## THE TASK
Report, from the records below, every line where the word "ClusterController" appears.

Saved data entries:
———
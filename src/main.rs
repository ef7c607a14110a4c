use std::path::PathBuf;
use std::time::Duration;

use anyhow::{Context, Result};
use clap::{Args, Parser, Subcommand};
use k0da::{
    controllers::{ClusterController, ClusterSummary, CreateOptions},
    models::{
        version::{fetch_stable_version, http_client, is_newer_than_default, normalize_version_tag},
        ClusterConfig,
    },
    runtime::{detect, DetectOptions},
    settings::DEFAULT_CLUSTER_NAME,
    storage::{kubeconfig_store::entry_name, KubeconfigStore},
    Settings,
};
use tokio_util::sync::CancellationToken;
use tracing_subscriber::{layer::SubscriberExt, util::SubscriberInitExt};

#[derive(Parser)]
#[command(name = "k0da", version, about = "Local k0s clusters in containers")]
struct Cli {
    /// Container runtime to use (docker or podman)
    #[arg(long, global = true)]
    runtime: Option<String>,

    /// Engine socket or host URI
    #[arg(long, global = true)]
    socket: Option<String>,

    #[command(subcommand)]
    command: Command,
}

#[derive(Args)]
struct NameArgs {
    /// Cluster name
    #[arg(value_name = "NAME")]
    positional: Option<String>,

    #[arg(short, long, default_value = DEFAULT_CLUSTER_NAME)]
    name: String,
}

impl NameArgs {
    fn resolve(&self) -> &str {
        self.positional.as_deref().unwrap_or(&self.name)
    }
}

#[derive(Subcommand)]
enum Command {
    /// Create a new k0s cluster
    Create {
        #[command(flatten)]
        name: NameArgs,
        /// Cluster config file
        #[arg(short, long)]
        config: Option<PathBuf>,
        /// k0s image to use
        #[arg(short, long)]
        image: Option<String>,
        /// Wait for the cluster to be ready
        #[arg(short, long, default_value_t = true, action = clap::ArgAction::Set)]
        wait: bool,
        /// Readiness timeout, e.g. 60s or 5m
        #[arg(short, long, default_value = "60s", value_parser = parse_duration)]
        timeout: Duration,
    },
    /// Re-apply manifests and k0s config to a running cluster
    Update {
        #[command(flatten)]
        name: NameArgs,
        #[arg(short, long)]
        config: Option<PathBuf>,
        #[arg(short, long, default_value = "60s", value_parser = parse_duration)]
        timeout: Duration,
    },
    /// Delete a cluster
    #[command(alias = "rm")]
    Delete {
        #[command(flatten)]
        name: NameArgs,
    },
    /// List clusters
    #[command(alias = "ls")]
    List {
        /// Include stopped clusters
        #[arg(short, long)]
        all: bool,
        #[arg(short, long)]
        verbose: bool,
    },
    /// Load images into a cluster
    Load {
        #[command(subcommand)]
        target: LoadTarget,
    },
    /// Print the kubeconfig of one cluster
    Kubeconfig {
        #[arg(short, long, default_value = DEFAULT_CLUSTER_NAME)]
        name: String,
    },
    /// Show or switch kubeconfig contexts
    Context {
        /// Context or cluster name to switch to
        name: Option<String>,
    },
    /// Print version information
    Version {
        /// Compare the default k0s version with the latest stable release
        #[arg(long)]
        check_latest: bool,
    },
}

#[derive(Subcommand)]
enum LoadTarget {
    /// Load an image archive
    Archive {
        path: PathBuf,
        #[arg(short, long, default_value = DEFAULT_CLUSTER_NAME)]
        name: String,
    },
    /// Load an image from the local engine
    Image {
        reference: String,
        #[arg(short, long, default_value = DEFAULT_CLUSTER_NAME)]
        name: String,
    },
}

/// Accepts `90`, `90s`, `2m`, `1h` or `500ms`.
fn parse_duration(value: &str) -> std::result::Result<Duration, String> {
    let value = value.trim();
    let split = value
        .find(|c: char| !c.is_ascii_digit())
        .unwrap_or(value.len());
    let (number, unit) = value.split_at(split);
    let number: u64 = number
        .parse()
        .map_err(|_| format!("invalid duration: {}", value))?;
    let seconds = |scale: u64| {
        number
            .checked_mul(scale)
            .map(Duration::from_secs)
            .ok_or_else(|| format!("duration too large: {}", value))
    };
    match unit {
        "" | "s" => Ok(Duration::from_secs(number)),
        "ms" => Ok(Duration::from_millis(number)),
        "m" => seconds(60),
        "h" => seconds(3600),
        _ => Err(format!("invalid duration unit in {}", value)),
    }
}

#[tokio::main]
async fn main() {
    tracing_subscriber::registry()
        .with(
            tracing_subscriber::EnvFilter::try_from_default_env()
                .unwrap_or_else(|_| "k0da=info".into()),
        )
        .with(tracing_subscriber::fmt::layer().with_writer(std::io::stderr))
        .init();

    if let Err(e) = run(Cli::parse()).await {
        eprintln!("Error: {:#}", e);
        std::process::exit(1);
    }
}

async fn run(cli: Cli) -> Result<()> {
    let cancel = CancellationToken::new();
    let on_signal = cancel.clone();
    tokio::spawn(async move {
        if tokio::signal::ctrl_c().await.is_ok() {
            tracing::warn!("Interrupted, cancelling");
            on_signal.cancel();
        }
    });

    let detect_opts = DetectOptions {
        runtime: cli.runtime.clone().unwrap_or_default(),
        socket: cli.socket.clone().unwrap_or_default(),
    };

    match cli.command {
        Command::Create {
            name,
            config,
            image,
            wait,
            timeout,
        } => {
            let name = name.resolve().to_string();
            let config = ClusterConfig::load(config.as_deref())
                .context("failed to load cluster config")?;
            let controller = controller(&detect_opts, cancel).await?;
            println!("Creating k0s cluster '{}'...", name);
            controller
                .create(&CreateOptions {
                    name: name.clone(),
                    config,
                    image,
                    wait,
                    timeout,
                })
                .await
                .with_context(|| format!("failed to create cluster '{}'", name))?;
            println!("Cluster '{}' created", name);
            if wait {
                println!(
                    "To use this cluster, run: kubectl config use-context {}",
                    entry_name(&name)
                );
            }
        }
        Command::Update {
            name,
            config,
            timeout,
        } => {
            let name = name.resolve().to_string();
            let config = ClusterConfig::load(config.as_deref())
                .context("failed to load cluster config")?;
            let controller = controller(&detect_opts, cancel).await?;
            tokio::time::timeout(timeout, controller.update(&name, &config))
                .await
                .map_err(|_| anyhow::anyhow!("update timed out after {:?}", timeout))?
                .with_context(|| format!("failed to update cluster '{}'", name))?;
            println!("Cluster '{}' updated", name);
        }
        Command::Delete { name } => {
            let name = name.resolve().to_string();
            let controller = controller(&detect_opts, cancel).await?;
            controller.delete(&name).await?;
            println!("Cluster '{}' deleted", name);
        }
        Command::List { all, verbose } => {
            let controller = controller(&detect_opts, cancel).await?;
            let clusters = controller.list(all).await?;
            print_clusters(&clusters, verbose);
        }
        Command::Load { target } => {
            let controller = controller(&detect_opts, cancel).await?;
            match target {
                LoadTarget::Archive { path, name } => {
                    controller.load_archive(&name, &path).await?;
                    println!("Archive loaded into '{}'", name);
                }
                LoadTarget::Image { reference, name } => {
                    controller.load_image(&name, &reference).await?;
                    println!("Image {} loaded into '{}'", reference, name);
                }
            }
        }
        Command::Kubeconfig { name } => {
            let store = KubeconfigStore::from_env()?;
            let yaml = store
                .extract(&name)
                .await
                .with_context(|| format!("cluster '{}' not found in {}", name, store.path().display()))?;
            print!("{}", yaml);
        }
        Command::Context { name } => {
            let store = KubeconfigStore::from_env()?;
            match name {
                Some(name) => {
                    let context = store.use_context(&name).await?;
                    println!("Switched to context '{}'", context);
                }
                None => {
                    let (contexts, current) = store.contexts().await?;
                    println!("Current context: {}", current);
                    println!("\nAvailable contexts:");
                    for context in contexts {
                        let marker = if context == current { "*" } else { " " };
                        println!("  {} {}", marker, context);
                    }
                }
            }
        }
        Command::Version { check_latest } => {
            println!("k0da {}", env!("CARGO_PKG_VERSION"));
            if check_latest {
                check_latest_version().await;
            }
        }
    }

    Ok(())
}

async fn controller(opts: &DetectOptions, cancel: CancellationToken) -> Result<ClusterController> {
    let runtime = detect(opts).await?;
    let settings = Settings::from_env()?;
    let kubeconfig = KubeconfigStore::from_env()?;
    Ok(ClusterController::new(runtime, settings, kubeconfig, cancel))
}

async fn check_latest_version() {
    let settings = match Settings::from_env() {
        Ok(settings) => settings,
        Err(e) => {
            println!("Failed to check latest k0s version: {}", e);
            return;
        }
    };
    let stable = match http_client(Duration::from_secs(3)) {
        Ok(client) => fetch_stable_version(&client, &settings.stable_version_url).await,
        Err(e) => Err(e),
    };
    let current = normalize_version_tag(&settings.default_version);
    match stable {
        Ok(stable) if is_newer_than_default(&stable, &settings.default_version) => println!(
            "A newer stable k0s exists: {} (current default: {})",
            normalize_version_tag(&stable),
            current
        ),
        Ok(_) => println!("Default k0s version is up to date with stable."),
        Err(e) => println!("Failed to check latest k0s version: {}", e),
    }
}

fn print_clusters(clusters: &[ClusterSummary], verbose: bool) {
    if clusters.is_empty() {
        println!("No k0da clusters found.");
        return;
    }
    println!("Found {} k0da cluster(s):\n", clusters.len());

    if verbose {
        for (i, cluster) in clusters.iter().enumerate() {
            let rep = &cluster.representative;
            let id: String = rep.id.chars().take(12).collect();
            println!("Cluster {}:", i + 1);
            println!("  Name:        {}", cluster.name);
            println!("  Nodes:       {}", cluster.nodes);
            println!("  Container:   {}", id);
            println!("  Image:       {}", rep.image);
            println!("  Status:      {}", rep.status);
            println!("  Ports:       {}", rep.ports);
            println!("  Created:     {}", cluster.created_display());
            println!();
        }
        return;
    }

    let rows: Vec<[String; 4]> = clusters
        .iter()
        .map(|c| {
            [
                c.name.clone(),
                c.representative.status.clone(),
                c.representative.ports.clone(),
                c.representative.image.clone(),
            ]
        })
        .collect();
    let header = ["NAME", "STATUS", "PORTS", "IMAGE"].map(String::from);
    let mut widths = header.clone().map(|h| h.len());
    for row in &rows {
        for (w, cell) in widths.iter_mut().zip(row) {
            *w = (*w).max(cell.len());
        }
    }
    for row in std::iter::once(&header).chain(rows.iter()) {
        println!(
            "{:<w0$}  {:<w1$}  {:<w2$}  {}",
            row[0],
            row[1],
            row[2],
            row[3],
            w0 = widths[0],
            w1 = widths[1],
            w2 = widths[2],
        );
    }
}
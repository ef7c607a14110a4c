pub mod kubeconfig_store;
pub mod manifest_store;

use std::path::{Path, PathBuf};

use tokio::io::AsyncWriteExt;

pub use kubeconfig_store::{Kubeconfig, KubeconfigStore};
pub use manifest_store::ManifestStore;

/// Host-side directory of one cluster: `<root>/<name>`.
#[derive(Debug, Clone)]
pub struct ClusterLayout {
    dir: PathBuf,
}

impl ClusterLayout {
    pub fn new(clusters_root: &Path, cluster: &str) -> Self {
        Self {
            dir: clusters_root.join(cluster),
        }
    }

    pub fn dir(&self) -> &Path {
        &self.dir
    }

    pub fn manifests_dir(&self) -> PathBuf {
        self.dir.join("manifests")
    }

    pub fn config_dir(&self) -> PathBuf {
        self.dir.join("etc-k0s")
    }

    pub fn config_file(&self) -> PathBuf {
        self.config_dir().join("k0s.yaml")
    }

    pub fn tokens_dir(&self) -> PathBuf {
        self.dir.join("tokens")
    }

    pub fn token_file(&self, node: &str) -> PathBuf {
        self.tokens_dir().join(format!("{}.token", node))
    }
}

/// Writes `data` to a file only the owner can read. New files are created
/// 0600 and existing ones are narrowed before anything is written.
pub async fn write_private(path: &Path, data: &[u8]) -> crate::Result<()> {
    let mut options = tokio::fs::OpenOptions::new();
    options.write(true).create(true).truncate(true);
    #[cfg(unix)]
    options.mode(0o600);
    let mut file = options.open(path).await?;
    #[cfg(unix)]
    {
        use std::os::unix::fs::PermissionsExt;
        file.set_permissions(std::fs::Permissions::from_mode(0o600)).await?;
    }
    file.write_all(data).await?;
    file.flush().await?;
    Ok(())
}
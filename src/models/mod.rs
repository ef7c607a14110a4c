pub mod cluster;
pub mod node;
pub mod version;

pub use cluster::{ClusterConfig, K0sSpec, OptionsSpec, Spec};
pub use node::{MountSpec, NodeRole, NodeSpec, PortConfig};

pub const LABEL_CLUSTER: &str = "k0da.cluster";
pub const LABEL_CLUSTER_NAME: &str = "k0da.cluster.name";
pub const LABEL_CLUSTER_TYPE: &str = "k0da.cluster.type";
pub const LABEL_NODE_NAME: &str = "k0da.node.name";
pub const LABEL_NODE_ROLE: &str = "k0da.node.role";

pub const CLUSTER_TYPE: &str = "k0s";
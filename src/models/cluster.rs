use std::path::{Path, PathBuf};

use serde::{Deserialize, Serialize};
use serde_json::{json, Value};
use tracing::debug;

use super::node::{NodeRole, NodeSpec};
use super::version::{normalize_image_tag, normalize_version_tag};
use crate::settings::Settings;
use crate::{Error, Result};

pub const API_VERSION: &str = "k0da.k0sproject.io/v1alpha1";
pub const KIND: &str = "Cluster";

/// Declarative cluster topology, loaded from the `-c` YAML file.
#[derive(Debug, Clone, Default, Serialize, Deserialize)]
#[serde(rename_all = "camelCase")]
pub struct ClusterConfig {
    #[serde(default)]
    pub api_version: String,
    #[serde(default)]
    pub kind: String,
    #[serde(default)]
    pub spec: Spec,
    /// File the config was read from; relative manifest paths resolve against it.
    #[serde(skip)]
    pub source_path: Option<PathBuf>,
}

#[derive(Debug, Clone, Default, Serialize, Deserialize)]
pub struct Spec {
    #[serde(default)]
    pub nodes: Vec<NodeSpec>,
    #[serde(default)]
    pub k0s: K0sSpec,
    #[serde(default)]
    pub options: OptionsSpec,
}

#[derive(Debug, Clone, Default, Serialize, Deserialize)]
pub struct K0sSpec {
    #[serde(default, skip_serializing_if = "String::is_empty")]
    pub image: String,
    #[serde(default, skip_serializing_if = "String::is_empty")]
    pub version: String,
    /// Inline k0s ClusterConfig, merged over the built-in defaults.
    #[serde(default, skip_serializing_if = "Option::is_none")]
    pub config: Option<serde_yaml::Value>,
    #[serde(default, skip_serializing_if = "Vec::is_empty")]
    pub args: Vec<String>,
    #[serde(default, skip_serializing_if = "Vec::is_empty")]
    pub manifests: Vec<String>,
}

#[derive(Debug, Clone, Default, Serialize, Deserialize)]
pub struct OptionsSpec {
    #[serde(default, skip_serializing_if = "String::is_empty")]
    pub network: String,
}

impl ClusterConfig {
    /// Loads and validates the config at `path`. `None` yields the defaults
    /// for a single-node cluster.
    pub fn load(path: Option<&Path>) -> Result<Self> {
        let mut config = match path {
            Some(path) => {
                let data = std::fs::read_to_string(path).map_err(|e| {
                    Error::invalid_config(format!("read {}: {}", path.display(), e))
                })?;
                let mut config = Self::from_yaml(&data)?;
                config.source_path = Some(path.to_path_buf());
                config
            }
            None => Self::default(),
        };
        config.validate()?;
        Ok(config)
    }

    pub fn from_yaml(data: &str) -> Result<Self> {
        if data.trim().is_empty() {
            return Ok(Self::default());
        }
        serde_yaml::from_str(data).map_err(|e| Error::invalid_config(format!("parse: {}", e)))
    }

    /// Fills in `kind`/`apiVersion` and rejects nodes without a role.
    pub fn validate(&mut self) -> Result<()> {
        if self.kind.is_empty() {
            self.kind = KIND.to_string();
        }
        if self.api_version.is_empty() {
            self.api_version = API_VERSION.to_string();
        }
        if self.kind != KIND {
            return Err(Error::invalid_config(format!(
                "unsupported kind: {:?} (expected {})",
                self.kind, KIND
            )));
        }
        if self.api_version != API_VERSION {
            return Err(Error::invalid_config(format!(
                "unsupported apiVersion: {:?}",
                self.api_version
            )));
        }
        if !self.spec.k0s.image.is_empty() && self.spec.k0s.image.len() < 3 {
            return Err(Error::invalid_config("invalid k0s.image"));
        }
        if self.spec.nodes.iter().any(|n| n.role.trim().is_empty()) {
            return Err(Error::invalid_config("node role is required"));
        }
        Ok(())
    }

    /// The first controller, or the first node when there is no controller.
    pub fn primary_index(&self) -> Option<usize> {
        self.spec
            .nodes
            .iter()
            .position(|n| n.node_role() == NodeRole::Controller)
            .or_else(|| (!self.spec.nodes.is_empty()).then_some(0))
    }

    pub fn primary_node(&self) -> Option<&NodeSpec> {
        self.primary_index().map(|i| &self.spec.nodes[i])
    }

    /// Nodes that join the primary, in declared order.
    pub fn joining_nodes(&self) -> Vec<&NodeSpec> {
        let primary = self.primary_index();
        self.spec
            .nodes
            .iter()
            .enumerate()
            .filter(|(i, _)| Some(*i) != primary)
            .map(|(_, n)| n)
            .collect()
    }

    pub fn is_single_node(&self) -> bool {
        self.spec.nodes.len() <= 1
    }

    pub fn network<'a>(&'a self, settings: &'a Settings) -> &'a str {
        if self.spec.options.network.trim().is_empty() {
            &settings.default_network
        } else {
            self.spec.options.network.trim()
        }
    }

    /// Image pinned by the config, if any: explicit image, then version.
    pub fn pinned_image(&self, settings: &Settings) -> Option<String> {
        let k0s = &self.spec.k0s;
        if !k0s.image.trim().is_empty() {
            Some(normalize_image_tag(&k0s.image))
        } else if !k0s.version.trim().is_empty() {
            Some(format!(
                "{}:{}",
                settings.image_repo,
                normalize_version_tag(&k0s.version)
            ))
        } else {
            None
        }
    }

    /// Directory relative manifest sources are resolved against.
    pub fn base_dir(&self) -> Option<&Path> {
        self.source_path.as_deref().and_then(Path::parent)
    }

    /// Built-in defaults with the inline user config merged on top.
    pub fn effective_k0s_config(&self) -> Result<Value> {
        let mut base = default_k0s_config();
        if let Some(user) = &self.spec.k0s.config {
            let user = serde_json::to_value(user)?;
            if !user.is_object() {
                return Err(Error::invalid_config("k0s.config must be a mapping"));
            }
            debug!("Merging inline k0s config over defaults");
            json_patch::merge(&mut base, &user);
        }
        Ok(base)
    }
}

pub fn default_k0s_config() -> Value {
    json!({
        "apiVersion": "k0s.k0sproject.io/v1beta1",
        "kind": "ClusterConfig",
        "metadata": {"name": "k0s", "namespace": "kube-system"},
        "spec": {}
    })
}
———
## THE ANSWER
    controllers::{ClusterController, ClusterSummary, CreateOptions},
async fn controller(opts: &DetectOptions, cancel: CancellationToken) -> Result<ClusterController> {
    Ok(ClusterController::new(runtime, settings, kubeconfig, cancel))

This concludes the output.